---------- Provided records

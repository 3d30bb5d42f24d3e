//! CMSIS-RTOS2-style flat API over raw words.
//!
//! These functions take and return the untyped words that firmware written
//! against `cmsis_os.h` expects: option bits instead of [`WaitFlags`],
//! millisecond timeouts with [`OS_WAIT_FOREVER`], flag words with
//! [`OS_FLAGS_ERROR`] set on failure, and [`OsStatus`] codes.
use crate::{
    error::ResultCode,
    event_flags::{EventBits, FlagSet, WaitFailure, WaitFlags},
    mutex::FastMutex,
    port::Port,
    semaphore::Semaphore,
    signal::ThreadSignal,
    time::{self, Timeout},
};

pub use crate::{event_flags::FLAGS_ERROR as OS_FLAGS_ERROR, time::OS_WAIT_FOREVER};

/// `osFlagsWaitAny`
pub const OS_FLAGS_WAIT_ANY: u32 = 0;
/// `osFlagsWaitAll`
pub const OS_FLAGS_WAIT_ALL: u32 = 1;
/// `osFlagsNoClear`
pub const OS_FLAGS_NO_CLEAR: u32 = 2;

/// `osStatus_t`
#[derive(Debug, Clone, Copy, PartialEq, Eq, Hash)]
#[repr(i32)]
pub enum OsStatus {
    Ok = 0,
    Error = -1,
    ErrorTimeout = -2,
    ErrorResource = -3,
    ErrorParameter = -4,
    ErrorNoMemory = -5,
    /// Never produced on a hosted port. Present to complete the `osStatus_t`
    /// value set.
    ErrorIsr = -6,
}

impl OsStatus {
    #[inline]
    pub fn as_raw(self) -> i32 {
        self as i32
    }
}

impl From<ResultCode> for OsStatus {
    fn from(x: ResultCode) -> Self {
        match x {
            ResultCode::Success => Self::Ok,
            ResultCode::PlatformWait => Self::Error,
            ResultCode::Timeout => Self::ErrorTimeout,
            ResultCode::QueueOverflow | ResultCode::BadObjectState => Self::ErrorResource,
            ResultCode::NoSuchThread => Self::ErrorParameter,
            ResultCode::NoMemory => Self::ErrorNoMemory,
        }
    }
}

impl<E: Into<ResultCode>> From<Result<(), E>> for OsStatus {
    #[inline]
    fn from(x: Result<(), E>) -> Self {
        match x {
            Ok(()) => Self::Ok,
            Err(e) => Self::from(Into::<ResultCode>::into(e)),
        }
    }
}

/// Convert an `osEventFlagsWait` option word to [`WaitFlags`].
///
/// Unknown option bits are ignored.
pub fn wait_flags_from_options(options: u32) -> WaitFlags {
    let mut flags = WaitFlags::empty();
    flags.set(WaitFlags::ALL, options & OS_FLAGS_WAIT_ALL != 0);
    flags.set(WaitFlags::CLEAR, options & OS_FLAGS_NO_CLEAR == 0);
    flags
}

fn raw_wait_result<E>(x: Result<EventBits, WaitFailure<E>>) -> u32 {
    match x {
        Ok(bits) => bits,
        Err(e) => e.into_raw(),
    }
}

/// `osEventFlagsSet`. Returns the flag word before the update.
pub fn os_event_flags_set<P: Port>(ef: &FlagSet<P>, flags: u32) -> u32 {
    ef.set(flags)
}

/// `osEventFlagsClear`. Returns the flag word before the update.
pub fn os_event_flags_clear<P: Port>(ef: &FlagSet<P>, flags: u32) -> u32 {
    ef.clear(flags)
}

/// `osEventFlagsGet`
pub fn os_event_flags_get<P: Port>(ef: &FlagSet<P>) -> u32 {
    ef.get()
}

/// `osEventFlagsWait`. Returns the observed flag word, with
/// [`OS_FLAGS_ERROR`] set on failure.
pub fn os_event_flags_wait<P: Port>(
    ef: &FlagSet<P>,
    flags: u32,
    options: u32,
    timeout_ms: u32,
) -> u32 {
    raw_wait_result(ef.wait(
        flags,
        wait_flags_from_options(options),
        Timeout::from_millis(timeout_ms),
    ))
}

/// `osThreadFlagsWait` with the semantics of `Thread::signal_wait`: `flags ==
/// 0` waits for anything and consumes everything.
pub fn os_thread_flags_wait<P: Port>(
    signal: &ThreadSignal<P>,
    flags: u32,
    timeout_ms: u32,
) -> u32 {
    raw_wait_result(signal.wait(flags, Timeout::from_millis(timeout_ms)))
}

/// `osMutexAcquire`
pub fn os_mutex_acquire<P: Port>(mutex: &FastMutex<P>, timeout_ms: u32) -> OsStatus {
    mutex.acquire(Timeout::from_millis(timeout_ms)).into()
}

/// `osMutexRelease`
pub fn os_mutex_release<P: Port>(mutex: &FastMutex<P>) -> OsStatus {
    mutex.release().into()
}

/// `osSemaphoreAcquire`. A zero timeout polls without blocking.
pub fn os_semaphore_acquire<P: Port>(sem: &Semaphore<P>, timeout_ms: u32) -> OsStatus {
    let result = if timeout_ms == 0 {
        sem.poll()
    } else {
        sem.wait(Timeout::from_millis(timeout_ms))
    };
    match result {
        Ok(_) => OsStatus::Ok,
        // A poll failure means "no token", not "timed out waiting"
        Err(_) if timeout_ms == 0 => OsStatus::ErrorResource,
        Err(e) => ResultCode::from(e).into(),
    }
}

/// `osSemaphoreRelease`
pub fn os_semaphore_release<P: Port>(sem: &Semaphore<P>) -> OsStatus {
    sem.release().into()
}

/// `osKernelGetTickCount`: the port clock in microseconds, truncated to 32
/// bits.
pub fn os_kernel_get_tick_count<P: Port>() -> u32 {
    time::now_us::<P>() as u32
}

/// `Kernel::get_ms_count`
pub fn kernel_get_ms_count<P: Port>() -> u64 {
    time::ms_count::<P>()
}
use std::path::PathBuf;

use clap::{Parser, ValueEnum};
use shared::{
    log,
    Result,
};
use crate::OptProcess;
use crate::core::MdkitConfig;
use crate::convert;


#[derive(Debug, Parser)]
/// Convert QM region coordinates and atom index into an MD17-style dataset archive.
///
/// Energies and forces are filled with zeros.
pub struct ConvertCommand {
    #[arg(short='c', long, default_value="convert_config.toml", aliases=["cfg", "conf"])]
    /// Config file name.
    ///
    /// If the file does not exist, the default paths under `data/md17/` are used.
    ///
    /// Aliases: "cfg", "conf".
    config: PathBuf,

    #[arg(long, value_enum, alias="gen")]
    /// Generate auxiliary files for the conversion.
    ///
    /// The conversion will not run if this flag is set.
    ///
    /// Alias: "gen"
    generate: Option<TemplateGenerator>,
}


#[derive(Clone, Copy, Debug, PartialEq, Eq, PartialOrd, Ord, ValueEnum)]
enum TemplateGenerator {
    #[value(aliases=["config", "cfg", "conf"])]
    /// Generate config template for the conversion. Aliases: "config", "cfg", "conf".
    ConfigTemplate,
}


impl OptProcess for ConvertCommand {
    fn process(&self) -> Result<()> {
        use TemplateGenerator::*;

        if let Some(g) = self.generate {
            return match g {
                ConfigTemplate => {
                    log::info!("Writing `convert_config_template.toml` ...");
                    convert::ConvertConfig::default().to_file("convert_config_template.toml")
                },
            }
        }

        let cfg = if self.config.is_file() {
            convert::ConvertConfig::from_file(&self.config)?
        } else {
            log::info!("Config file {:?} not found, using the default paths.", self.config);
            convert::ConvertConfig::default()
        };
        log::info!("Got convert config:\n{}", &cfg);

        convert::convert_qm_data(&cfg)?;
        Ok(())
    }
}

--------------------

# Task to complete:
Only lines that contain the string "words" count; pick each one out of the records and copy it.

# Response box:
//! CMSIS-RTOS2-style flat API over raw words.
//! These functions take and return the untyped words that firmware written
//! millisecond timeouts with [`OS_WAIT_FOREVER`], flag words with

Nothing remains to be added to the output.